Extracted records:
++++
use std::fmt;

use chrono::{DateTime, NaiveDate, Utc};
use concat_string::concat_string;
use rust_decimal::Decimal;
use serde::{Deserialize, Serialize};

use crate::util::map::Keyable;

/// 市場別
#[derive(Serialize, Deserialize, PartialEq, Eq, Hash, Debug, Copy, Clone)]
pub enum Market {
    /// 臺灣證券交易所 tse
    #[serde(rename = "tse")]
    TWSE,
    /// 證券櫃檯買賣中心 otc
    #[serde(rename = "otc")]
    TPEx,
}

impl Market {
    /// 即時報價與證券清單使用的市場代碼
    pub fn label(&self) -> &'static str {
        match self {
            Market::TWSE => "tse",
            Market::TPEx => "otc",
        }
    }

    /// 國際證券辨識號碼一覽表上的市場別
    pub fn from_isin_label(label: &str) -> Option<Market> {
        match label {
            "上市" | "上市臺灣創新板" => Some(Market::TWSE),
            "上櫃" => Some(Market::TPEx),
            _ => None,
        }
    }

    /// 即時報價頻道代碼，例︰tse_2330.tw
    pub fn channel(&self, code: &str) -> String {
        concat_string!(self.label(), "_", code, ".tw")
    }
}

impl fmt::Display for Market {
    fn fmt(&self, f: &mut fmt::Formatter<'_>) -> fmt::Result {
        f.write_str(self.label())
    }
}

/// 有價證券
#[derive(Serialize, Deserialize, Debug, Clone, PartialEq)]
pub struct Security {
    /// 有價證卷類別
    pub security_type: String,
    /// 有價證券代號
    pub code: String,
    /// 有價證券名稱
    pub name: String,
    /// 國際證卷辨識號碼
    pub isin: String,
    /// 上市日
    pub ipo: NaiveDate,
    /// 市場別
    pub market: Market,
    /// 產業別
    pub industry: String,
    /// CFICode
    pub cfi: String,
    /// 備註
    pub remark: String,
}

/// 下市的有價證卷
#[derive(Serialize, Deserialize, Debug, Clone, PartialEq, Eq)]
pub struct DelistedSecurity {
    pub code: String,
    pub name: String,
    pub market: Market,
}

/// 每日市場成交資訊
#[derive(Serialize, Deserialize, Debug, Clone, PartialEq)]
pub struct MarketData {
    pub date: NaiveDate,
    /// 總成交股數
    pub trade_volume: i64,
    /// 總成交金額
    pub trade_value: Decimal,
    /// 總成交筆數
    pub transaction: i64,
    /// 發行量加權股價指數或櫃買指數
    pub index: Decimal,
    /// 漲跌點數
    pub change: Decimal,
}

/// 個股日成交資訊
#[derive(Serialize, Deserialize, Debug, Clone, PartialEq)]
pub struct Quote {
    pub date: NaiveDate,
    pub open: Decimal,
    pub high: Decimal,
    pub low: Decimal,
    pub close: Decimal,
    /// 成交股數
    pub volume: i64,
}

/// 委買或委賣的一檔
#[derive(Serialize, Deserialize, Debug, Clone, PartialEq)]
pub struct BidAsk {
    pub price: Decimal,
    pub volume: i64,
}

/// 個股即時交易行情
#[derive(Serialize, Deserialize, Debug, Clone, PartialEq)]
pub struct RealtimeQuote {
    /// 最新一筆成交時間
    pub at: DateTime<Utc>,
    pub code: String,
    /// 簡稱
    pub name: String,
    /// 全名
    pub full_name: String,
    /// 最新一筆成交價
    pub price: Decimal,
    pub open: Decimal,
    pub high: Decimal,
    pub low: Decimal,
    /// 總成交量
    pub volume: i64,
    /// 最佳五檔委買
    pub bids: Vec<BidAsk>,
    /// 最佳五檔委賣
    pub asks: Vec<BidAsk>,
}

impl Keyable for RealtimeQuote {
    fn key(&self) -> String {
        self.code.clone()
    }
}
++++
Problem statement: Your output must be an exact copy of every entry.

Result:
use std::fmt;

use chrono::{DateTime, NaiveDate, Utc};
use concat_string::concat_string;
use rust_decimal::Decimal;
use serde::{Deserialize, Serialize};

use crate::util::map::Keyable;

/// 市場別
#[derive(Serialize, Deserialize, PartialEq, Eq, Hash, Debug, Copy, Clone)]
pub enum Market {
    /// 臺灣證券交易所 tse
    #[serde(rename = "tse")]
    TWSE,
    /// 證券櫃檯買賣中心 otc
    #[serde(rename = "otc")]
    TPEx,
}

impl Market {
    /// 即時報價與證券清單使用的市場代碼
    pub fn label(&self) -> &'static str {
        match self {
            Market::TWSE => "tse",
            Market::TPEx => "otc",
        }
    }

    /// 國際證券辨識號碼一覽表上的市場別
    pub fn from_isin_label(label: &str) -> Option<Market> {
        match label {
            "上市" | "上市臺灣創新板" => Some(Market::TWSE),
            "上櫃" => Some(Market::TPEx),
            _ => None,
        }
    }

    /// 即時報價頻道代碼，例︰tse_2330.tw
    pub fn channel(&self, code: &str) -> String {
        concat_string!(self.label(), "_", code, ".tw")
    }
}

impl fmt::Display for Market {
    fn fmt(&self, f: &mut fmt::Formatter<'_>) -> fmt::Result {
        f.write_str(self.label())
    }
}

/// 有價證券
#[derive(Serialize, Deserialize, Debug, Clone, PartialEq)]
pub struct Security {
    /// 有價證卷類別
    pub security_type: String,
    /// 有價證券代號
    pub code: String,
    /// 有價證券名稱
    pub name: String,
    /// 國際證卷辨識號碼
    pub isin: String,
    /// 上市日
    pub ipo: NaiveDate,
    /// 市場別
    pub market: Market,
    /// 產業別
    pub industry: String,
    /// CFICode
    pub cfi: String,
    /// 備註
    pub remark: String,
}

/// 下市的有價證卷
#[derive(Serialize, Deserialize, Debug, Clone, PartialEq, Eq)]
pub struct DelistedSecurity {
    pub code: String,
    pub name: String,
    pub market: Market,
}

/// 每日市場成交資訊
#[derive(Serialize, Deserialize, Debug, Clone, PartialEq)]
pub struct MarketData {
    pub date: NaiveDate,
    /// 總成交股數
    pub trade_volume: i64,
    /// 總成交金額
    pub trade_value: Decimal,
    /// 總成交筆數
    pub transaction: i64,
    /// 發行量加權股價指數或櫃買指數
    pub index: Decimal,
    /// 漲跌點數
    pub change: Decimal,
}

/// 個股日成交資訊
#[derive(Serialize, Deserialize, Debug, Clone, PartialEq)]
pub struct Quote {
    pub date: NaiveDate,
    pub open: Decimal,
    pub high: Decimal,
    pub low: Decimal,
    pub close: Decimal,
    /// 成交股數
    pub volume: i64,
}

/// 委買或委賣的一檔
#[derive(Serialize, Deserialize, Debug, Clone, PartialEq)]
pub struct BidAsk {
    pub price: Decimal,
    pub volume: i64,
}

/// 個股即時交易行情
#[derive(Serialize, Deserialize, Debug, Clone, PartialEq)]
pub struct RealtimeQuote {
    /// 最新一筆成交時間
    pub at: DateTime<Utc>,
    pub code: String,
    /// 簡稱
    pub name: String,
    /// 全名
    pub full_name: String,
    /// 最新一筆成交價
    pub price: Decimal,
    pub open: Decimal,
    pub high: Decimal,
    pub low: Decimal,
    /// 總成交量
    pub volume: i64,
    /// 最佳五檔委買
    pub bids: Vec<BidAsk>,
    /// 最佳五檔委賣
    pub asks: Vec<BidAsk>,
}

impl Keyable for RealtimeQuote {
    fn key(&self) -> String {
        self.code.clone()
    }
}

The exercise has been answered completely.